И тут Яр в первый, но далеко не в последний раз поразил меня своей находчивостью. Как ни в чем ни бывало, он поднялся с места и громко заявил, что смех его — чистой воды истерика, а на самом деле ему плакать и рыдать хочется от осознания ситуации. Ведь когда в стране такое творится — как же можно искренне смеяться?

Дальше, внезапно перейдя на чистейший английский, он выразил восхищение пани Стасе за то, что она, живя за границей, так любит свою Родину и нас, заблудших. Ведь это же так тяжело — благоустроенно и скучно жить в одной из богатейших стран мира, в полном материальном достатке и страдать по любимой Украине. Страдать в основном издалека, и всячески бороться с соблазном бросить все и уехать в родной край, поднимать целину и пахать непаханое поле. Бороться отчаянно — и без малейшего шанса на победу, ибо жестокая Америка держит ее своими цепкими лапами, как настоящую заложницу.

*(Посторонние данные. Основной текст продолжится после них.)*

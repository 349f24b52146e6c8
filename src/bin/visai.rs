//! Composes text from keystrokes read on stdin.
//!
//! Each input line is an independent keystream; the composed document is
//! printed once the line ends. Set `RUST_LOG=trace` to watch the edit
//! stream.

use std::io::{self, BufRead};

use clap::Parser;

use visai::{Engine, Script, TamilLayout};

#[derive(Parser)]
#[command(name = "visai", about = "Phonetic keystroke composition for Indic scripts")]
struct Args {
    /// Target script.
    #[arg(long, default_value = "tamil")]
    script: String,

    /// Tamil keyboard layout.
    #[arg(long, default_value = "anjal")]
    layout: String,

    /// Disable the Tamil99 auto-pulli aid.
    #[arg(long)]
    no_auto_pulli: bool,

    /// Print every edit as it is emitted.
    #[arg(long)]
    edits: bool,
}

fn parse_script(name: &str) -> Option<Script> {
    let script = match name.to_ascii_lowercase().as_str() {
        "tamil" => Script::Tamil,
        "devanagari" => Script::Devanagari,
        "malayalam" => Script::Malayalam,
        "kannada" => Script::Kannada,
        "telugu" => Script::Telugu,
        "gurmukhi" => Script::Gurmukhi,
        "diacritic" => Script::Diacritic,
        _ => return None,
    };
    Some(script)
}

fn parse_layout(name: &str) -> Option<TamilLayout> {
    let layout = match name.to_ascii_lowercase().as_str() {
        "anjal" => TamilLayout::Anjal,
        "anjal-indic" => TamilLayout::AnjalIndic,
        "tamil99" => TamilLayout::Tamil99,
        "tamilnet97" => TamilLayout::TamilNet97,
        "murasu6" => TamilLayout::Murasu6,
        "mylai" => TamilLayout::Mylai,
        "typewriter-new" => TamilLayout::TypewriterNew,
        "typewriter-old" => TamilLayout::TypewriterOld,
        "bamini" => TamilLayout::Bamini,
        "tn-typewriter" => TamilLayout::TnTypewriter,
        _ => return None,
    };
    Some(layout)
}

fn main() -> io::Result<()> {
    env_logger::init();
    let args = Args::parse();

    let Some(script) = parse_script(&args.script) else {
        eprintln!("unknown script: {}", args.script);
        std::process::exit(2);
    };
    let Some(layout) = parse_layout(&args.layout) else {
        eprintln!("unknown layout: {}", args.layout);
        std::process::exit(2);
    };

    let mut engine = if script == Script::Tamil {
        Engine::with_layout(layout)
    } else {
        Engine::new(script)
    };
    engine.set_auto_pulli(!args.no_auto_pulli);

    let stdin = io::stdin();
    for line in stdin.lock().lines() {
        let line = line?;
        let mut document = String::new();
        engine.reset_session();

        for key in line.chars() {
            if let Some(tail) = document.chars().last() {
                engine.set_context_before(tail);
            }
            let edit = engine.translate(key, false, false);
            if args.edits {
                eprintln!("{key:?}: -{} +{:?}", edit.delete, edit.insert.as_str());
            }
            for _ in 0..edit.delete {
                document.pop();
            }
            document.push_str(&edit.insert);
        }
        println!("{document}");
    }
    Ok(())
}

И он прекрасно понимает, как ненавистны пани Стасе ухоженные буржуазные улицы и чикагские небоскребы, с какой тоской она покидает наш скромный и загаженный аэропорт, как тянет ее каждый раз остаться здесь, снять пыльную хрущевку и получать патриотически-мизерную пенсию, патриотически ругаться с продавцами на рынках, и еще более патриотически нарываться на вечные фразы: "Куда прешься, старая, льготных мест нет!" и "Чего вам дома не сидится, помирать уже пора, разъездились тут в рабочее время!" И любить, любить Украину всей душой, вдыхать ее воздух, наслаждаться цветением вишен и яблонь по весне, невзирая на бедность, лишения и полное бесправие. Вот чего так жертвенно лишает себя пани Стася, каждый раз поднимаясь на борт самолета «Киев-Чикаго», словно на эшафот, гордо и несгибаемо неся тяжелый крест свой — вечное проклятье эмигранта.